Despite potential advantages, the service faces a range of issues that challenge the deployment of such networks in ship-to-ship scenarios.
Emerging issues
Today's efforts follow on an extensive LTE pilot, which wrapped up in February 2014. That $16 million demonstration put LTE on a pair of vessels operating in the Persian Gulf, the amphibious assault ship Kearsarge and the transport dock San Antonio. The ships were equipped with a microwave-based wireless wide-area network (WWAN), giving sailors access to voice, text and video communications between ships and to real-time streaming video produced by helicopter-based systems up to 20 nautical miles away.
"We conducted many experiments and demonstrations, and we found that this technology could work in that environment," Torres said.
Still, hurdles emerged, foremost among them the matter of interference with signal, both internally and externally.
Externally, spectra are getting crowded. With increasing demand for bandwidth, the telecommunications industry is pushing for portions of the electromagnetic spectrum to be allocated to the commercial side. That becomes clear in recent Jupiter Research findings, which show more than 220 million 4G LTE subscribers in 2014.
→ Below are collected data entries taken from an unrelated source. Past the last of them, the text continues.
//! Penn-Treebank-style word tokenizer and heuristic part-of-speech tagger.
//!
//! Tokenization splits punctuation off words and detaches clitics the way the
//! Treebank does (`don't` -> `do n't`, `cannot` -> `can not`, `she's` -> `she 's`).
//! Tags come from closed-class word lists, then suffix heuristics with one
//! token of left context. Only the first letter of a tag matters to the scorer,
//! so the heuristics aim at getting nouns and verbs right.

use super::Tagger;
use crate::core::{Result, TaggedToken};
use once_cell::sync::Lazy;
use regex::Regex;
use std::collections::HashMap;

const CLITICS: &[&str] = &["'s", "'re", "'ve", "'ll", "'d", "'m"];

/// Words the Treebank writes as two tokens, with the split offset.
const FUSED_WORDS: &[(&str, usize)] = &[
    ("cannot", 3),
    ("gimme", 3),
    ("gonna", 3),
    ("gotta", 3),
    ("lemme", 3),
    ("wanna", 3),
];

const CLOSED_CLASS: &[(&str, &[&str])] = &[
    (
        "DT",
        &[
            "the", "a", "an", "this", "that", "these", "those", "every", "each", "some", "any",
            "no", "all", "both", "either", "neither", "another",
        ],
    ),
    (
        "IN",
        &[
            "of", "in", "on", "at", "by", "for", "with", "about", "against", "between", "into",
            "through", "during", "before", "after", "above", "below", "from", "up", "down", "out",
            "off", "over", "under", "since", "until", "upon", "within", "without", "among",
            "toward", "towards", "across", "behind", "beyond", "near", "like", "than", "because",
            "although", "though", "while", "whereas", "if", "unless", "whether", "as",
        ],
    ),
    ("CC", &["and", "but", "or", "nor", "yet", "so"]),
    (
        "PRP",
        &[
            "i", "me", "you", "he", "him", "she", "it", "we", "us", "they", "them", "myself",
            "yourself", "himself", "herself", "itself", "ourselves", "yourselves", "themselves",
        ],
    ),
    ("PRP$", &["my", "your", "his", "her", "its", "our", "their"]),
    ("WP", &["who", "whom", "what"]),
    ("WDT", &["which"]),
    ("WRB", &["when", "where", "why", "how"]),
    (
        "MD",
        &[
            "can", "could", "may", "might", "must", "shall", "should", "will", "would", "ca",
            "wo", "'ll", "'d",
        ],
    ),
    ("TO", &["to"]),
    (
        "RB",
        &[
            "not", "n't", "never", "very", "too", "also", "just", "only", "really", "quite",
            "rather", "almost", "always", "often", "sometimes", "here", "there", "now", "then",
            "again", "still", "even", "ever", "soon", "already",
        ],
    ),
    ("VB", &["be"]),
    ("VBP", &["am", "are", "have", "do", "'re", "'ve", "'m"]),
    ("VBZ", &["is", "has", "does"]),
    ("VBD", &["was", "were", "had", "did"]),
    ("VBN", &["been"]),
    ("VBG", &["being", "having", "doing"]),
    ("POS", &["'s"]),
    (
        "UH",
        &["oh", "wow", "yes", "hello", "hey", "ouch", "alas", "oops", "hooray"],
    ),
];

static CLOSED_CLASS_TAGS: Lazy<HashMap<&'static str, &'static str>> = Lazy::new(|| {
    CLOSED_CLASS
        .iter()
        .flat_map(|(tag, words)| words.iter().map(move |w| (*w, *tag)))
        .collect()
});

// Cardinals, decimals, decades and ordinals: 42, 3.5, 1,000, 1990s, 21st
static NUMBER: Lazy<Regex> = Lazy::new(|| {
    Regex::new(r"^\d+(?:[.,]\d+)*(?:s|st|nd|rd|th)?$").expect("number pattern is valid")
});

const NOUN_SUFFIXES: &[&str] = &[
    "ness", "ment", "tion", "sion", "ity", "ship", "hood", "ism", "ance", "ence", "dom", "ist",
    "er", "or",
];

const ADJECTIVE_SUFFIXES: &[&str] = &[
    "ous", "ful", "able", "ible", "ive", "less", "ical", "ic", "ish", "ary", "al", "ant", "ent",
    "y",
];

#[derive(Debug, Clone, Copy, Default)]
pub struct RuleTagger;

impl RuleTagger {
    pub fn new() -> Self {
        Self
    }

    pub fn tag_sentence(&self, sentence: &str) -> Vec<TaggedToken> {
        let mut tagged: Vec<TaggedToken> = Vec::new();
        for token in tokenize(sentence) {
            let tag = tag_word(&token, tagged.last());
            tagged.push(TaggedToken::new(token, tag));
        }
        tagged
    }
}

impl Tagger for RuleTagger {
    fn tag(&self, sentence: &str) -> Result<Vec<TaggedToken>> {
        Ok(self.tag_sentence(sentence))
    }
}

/// Split a sentence into Treebank-style tokens.
pub fn tokenize(sentence: &str) -> Vec<String> {
    let mut tokens = Vec::new();

    for chunk in sentence.split_whitespace() {
        let chars: Vec<char> = chunk.chars().map(normalize_apostrophe).collect();
        for (start, end) in clause_segments(&chars) {
            tokenize_chunk(&chars[start..end], &mut tokens);
        }
    }

    tokens
}

fn tokenize_chunk(chars: &[char], tokens: &mut Vec<String>) {
    let mut lo = 0;
    let mut hi = chars.len();

    while lo < hi && !chars[lo].is_alphanumeric() {
        let end = run_end(chars, lo, hi);
        tokens.push(chars[lo..end].iter().collect());
        lo = end;
    }

    let mut trailing = Vec::new();
    while hi > lo && !chars[hi - 1].is_alphanumeric() {
        let start = run_start(chars, lo, hi);
        trailing.push(chars[start..hi].iter().collect::<String>());
        hi = start;
    }

    if lo < hi {
        let word: String = chars[lo..hi].iter().collect();
        split_clitics(&word, tokens);
    }
    tokens.extend(trailing.into_iter().rev());
}

fn is_clause_mark(c: char) -> bool {
    matches!(c, ',' | ';' | ':')
}

/// Ranges of `chars` separated at internal `,` `;` `:` runs, which become
/// ranges of their own. Runs with digits on both sides (`1,000`, `10:30`) stay.
fn clause_segments(chars: &[char]) -> Vec<(usize, usize)> {
    let mut segments = Vec::new();
    let mut start = 0;
    let mut i = 0;

    while i < chars.len() {
        if !is_clause_mark(chars[i]) || i == 0 {
            i += 1;
            continue;
        }
        let mut end = i;
        while end < chars.len() && is_clause_mark(chars[end]) {
            end += 1;
        }
        let internal = end < chars.len()
            && chars[i - 1].is_alphanumeric()
            && chars[end].is_alphanumeric()
            && !(chars[i - 1].is_ascii_digit() && chars[end].is_ascii_digit());
        if internal {
            segments.push((start, i));
            segments.push((i, end));
            start = end;
        }
        i = end;
    }

    segments.push((start, chars.len()));
    segments
}

fn normalize_apostrophe(c: char) -> char {
    if c == '\u{2019}' {
        '\''
    } else {
        c
    }
}

fn run_end(chars: &[char], from: usize, limit: usize) -> usize {
    let c = chars[from];
    let mut end = from;
    while end < limit && chars[end] == c {
        end += 1;
    }
    end
}

fn run_start(chars: &[char], limit: usize, to: usize) -> usize {
    let c = chars[to - 1];
    let mut start = to;
    while start > limit && chars[start - 1] == c {
        start -= 1;
    }
    start
}

fn split_clitics(word: &str, tokens: &mut Vec<String>) {
    if let Some(&(_, cut)) = FUSED_WORDS
        .iter()
        .find(|(fused, _)| word.eq_ignore_ascii_case(fused))
    {
        tokens.push(word[..cut].to_string());
        tokens.push(word[cut..].to_string());
        return;
    }

    let lower = word.to_lowercase();

    if lower.len() > 3 && lower.ends_with("n't") {
        let cut = word.len() - 3;
        tokens.push(word[..cut].to_string());
        tokens.push(word[cut..].to_string());
        return;
    }

    for clitic in CLITICS {
        if lower.len() > clitic.len() && lower.ends_with(clitic) {
            let cut = word.len() - clitic.len();
            tokens.push(word[..cut].to_string());
            tokens.push(word[cut..].to_string());
            return;
        }
    }

    tokens.push(word.to_string());
}

fn tag_word(token: &str, prev: Option<&TaggedToken>) -> String {
    let lower = token.to_lowercase();

    if let Some(tag) = CLOSED_CLASS_TAGS.get(lower.as_str()) {
        return (*tag).to_string();
    }
    if token.chars().all(|c| !c.is_alphanumeric()) {
        return punctuation_tag(token).to_string();
    }
    if NUMBER.is_match(&lower) {
        return "CD".to_string();
    }

    open_class_tag(&lower, prev).to_string()
}

fn punctuation_tag(token: &str) -> &'static str {
    match token.chars().next() {
        Some('.' | '!' | '?') => ".",
        Some(',') => ",",
        Some(':' | ';' | '-') => ":",
        Some('(' | '[' | '{') => "-LRB-",
        Some(')' | ']' | '}') => "-RRB-",
        Some('"' | '\'' | '`') => "''",
        _ => "SYM",
    }
}

fn open_class_tag(word: &str, prev: Option<&TaggedToken>) -> &'static str {
    let len = word.chars().count();
    let prev_tag = prev.map(|p| p.pos.as_str()).unwrap_or("");

    if prev_tag == "TO" || prev_tag == "MD" {
        return "VB";
    }
    if len > 4 && word.ends_with("ly") {
        return "RB";
    }
    if len > 4 && word.ends_with("ing") {
        return "VBG";
    }
    if len > 3 && word.ends_with("ed") {
        let after_auxiliary = prev.is_some_and(|p| {
            matches!(
                p.surface.as_str(),
                "be" | "been" | "being" | "is" | "are" | "was" | "were" | "am" | "has" | "have"
                    | "had" | "'s" | "'ve" | "'re"
            )
        });
        return if after_auxiliary { "VBN" } else { "VBD" };
    }
    if has_suffix(word, len, NOUN_SUFFIXES) {
        return "NN";
    }
    if has_suffix(word, len, ADJECTIVE_SUFFIXES) {
        return "JJ";
    }
    if len > 3 && word.ends_with('s') && !["ss", "us", "is"].iter().any(|s| word.ends_with(s)) {
        let after_subject = prev_tag == "PRP" || prev_tag.starts_with("NN");
        return if after_subject { "VBZ" } else { "NNS" };
    }
    "NN"
}

fn has_suffix(word: &str, len: usize, suffixes: &[&str]) -> bool {
    suffixes
        .iter()
        .any(|suffix| word.ends_with(suffix) && len > suffix.len() + 2)
}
This mass of commercial use increases the chances that military telecommunications such as ship-to-ship LTE could butt heads with existing use of spectra, especially when ships are operating near the coast or in foreign countries.
"When I am at sea, I can broadcast in any of those spectra, but as soon as I get close to port I am going to interfere with someone else's spectrum plan, and then it becomes an issue," said Kevin Kelly, CEO of LGS Innovations, which helps build telecom networks for the Navy.
In such cases, it might be necessary for ships to get permission from local carriers to piggyback on commercial spectra.
In addition, the ship's own electronics can interfere with an LTE network. "There are all these other systems that are running on the ship — the radar systems, the regular radio wave systems, other systems that are using radio frequencies. It's a heavy RF environment so you have to be really careful in how you broadcast," said Jeff Harman, COO of Oceus Networks, the primary vendor on the Navy's major LTE pilot.
Another potential source of interference: bad actors looking to deliberately disrupt communications.
Securing the network
Another ongoing area of investigation is security. As one might expect, much of the Navy's pilot testing involved the security of the system, and while preliminary results were satisfactory, Torres and others say the Navy still has ground to cover when it comes to ensuring the secure operations of future LTE networks.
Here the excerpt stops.